今日紹介するデューク大学からの論文は、マウスのSCLC発ガンモデルを用いて各サブタイプの発生を調べ、基底細胞から全てのタイプのSCLCが発生することを調べた研究で、9月17日 Nature にオンライン掲載された。タイトルは「Basal cell of origin resolves neuroendocrine tuft lineage plasticity in cancer(基底細胞由来と考えることでガンの神経分泌とTuft細胞系列の可塑性を説明できる)」だ。

何度も紹介してきたがSCLCは多様性が大きいが、ほぼ全てのSCLCでRb1とP53遺伝子の欠損が見られる。従って実験発ガンではCre-組み換え酵素を用いてRb1/p53遺伝子をノックアウトし、場合によりMycの発現を高める方法が用いられる。

この研究では肺をナフタレンで傷つけて基底細胞の増殖を誘導し、この時基底細胞だけでRb1/p53/Mycを操作すると (RPM) SCLCが発生すること、こうして発生したSCLCはY型以外はA、N、P型が存在することを示し、基底細胞の発ガン性変化により多様なSCLCが誘導できることを確認している。
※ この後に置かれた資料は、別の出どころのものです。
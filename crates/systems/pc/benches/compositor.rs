use criterion::{criterion_group, criterion_main, Criterion};
use remu_pc::{GlyphFont, TextCompositor, FB_HEIGHT, FB_WIDTH, TEXT_WINDOW_BYTES};

fn checkerboard_font() -> GlyphFont {
    // PSF1 header + 256 glyphs of alternating scanlines.
    let mut data = vec![0x36, 0x04, 0x00, 16];
    for _ in 0..256 {
        for line in 0..16 {
            data.push(if line % 2 == 0 { 0xAA } else { 0x55 });
        }
    }
    GlyphFont::from_bytes(&data).expect("synthetic font is valid")
}

/// Composites a fully populated text screen, the per-frame hot path.
fn bench_full_screen(c: &mut Criterion) {
    let compositor = TextCompositor::new(checkerboard_font());
    let mut vram = vec![0u8; TEXT_WINDOW_BYTES];
    for (i, b) in vram.iter_mut().enumerate() {
        *b = if i % 2 == 0 { (i / 2 % 256) as u8 } else { 0x1E };
    }
    let mut pixels = vec![0u32; FB_WIDTH * FB_HEIGHT];

    c.bench_function("compositor_full_screen", |b| {
        b.iter(|| compositor.render(&vram, &mut pixels))
    });
}

criterion_group!(benches, bench_full_screen);
criterion_main!(benches);
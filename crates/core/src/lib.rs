//! Core emulator primitives shared by the machine and the frontends.

pub mod cpu_386;

pub mod types {
    use serde::{Deserialize, Serialize};

    /// A rendered video frame: 32-bit 0xFFRRGGBB pixels, row-major.
    #[derive(Debug, Clone, PartialEq, Eq, Serialize, Deserialize)]
    pub struct Frame {
        pub width: u32,
        pub height: u32,
        pub pixels: Vec<u32>,
    }

    impl Frame {
        pub fn new(width: u32, height: u32) -> Self {
            Self {
                width,
                height,
                pixels: vec![0; (width * height) as usize],
            }
        }
    }
}

#[cfg(test)]
mod tests {
    use super::*;

    #[test]
    fn frame_initialization() {
        let f = types::Frame::new(10, 10);
        assert_eq!(f.pixels.len(), 100);
        assert_eq!(f.width, 10);
        assert_eq!(f.height, 10);
    }

    #[test]
    fn frame_serde_roundtrip() {
        let mut f = types::Frame::new(2, 2);
        f.pixels[3] = 0xFFAA5500;
        let s = serde_json::to_string(&f).expect("serialize");
        let f2: types::Frame = serde_json::from_str(&s).expect("deserialize");
        assert_eq!(f, f2);
    }
}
今度はより実験をしやすくするため、基底細胞を分離してオルガノイドを形成させ、この時点でRPMをはじめとする様々な遺伝子改変を行い、多様なSCLCを誘導できるか調べている。ガンが発生するまで試験管内で培養することは難しいようだが、遺伝子操作後免疫不全マウスの皮膚に移植すると確実にSCLCが発生すること、そしてA/N/P型全てが誘導できることを明らかにしている。ただ、Mycの発現なしに誘導したSCLCではほとんどN/P型が発生しないことから、Rb1/ P53欠損にMycが加わることで多様性へのドライブがかかることを示している。

この多様性はそれぞれのタイプに特徴的な遺伝子が発現することで起こるが、実際ASCL1をノックアウトすると、P型のSCLCへとバイアスがかかることを示している。一方で人のガンでASLC1遺伝子欠損は認められていないため、おそらくWntやNotch シグナルにより遺伝子発現が抑えられることで、P型あるいはY型へのバイアスが生まれるのだろうと結論している。

他にも、患者さんのSCLC遺伝子解析からリストされてきた遺伝子変異を基底細胞オルガノイド系で誘導することで、例えば PTEN欠損とMycによりP型のSCLCへバイアスがかかることを示しているが、詳細は割愛する。

要するに、これまで考えられてきたのとは異なり、SCLCの起原を基底細胞と考える方がその多様性を説明しやすいこと、そして基底細胞の増殖が誘導されたときRb1/p53欠損に陥ることでSCLC発ガン過程が始まり、これにMycが加わると転写の不安定性を誘導して、多様性が生まれる。もちろんその間に環境要因により他の遺伝子発現が大きく変わる事で、新たな遺伝子増幅や欠損がなくても多様性が誘導されることを示している。このように発ガン過程を追求することで以前示したように(https://aasj.jp/news/watch/27361)新しい治療戦略がもたらされる可能性も高く期待している。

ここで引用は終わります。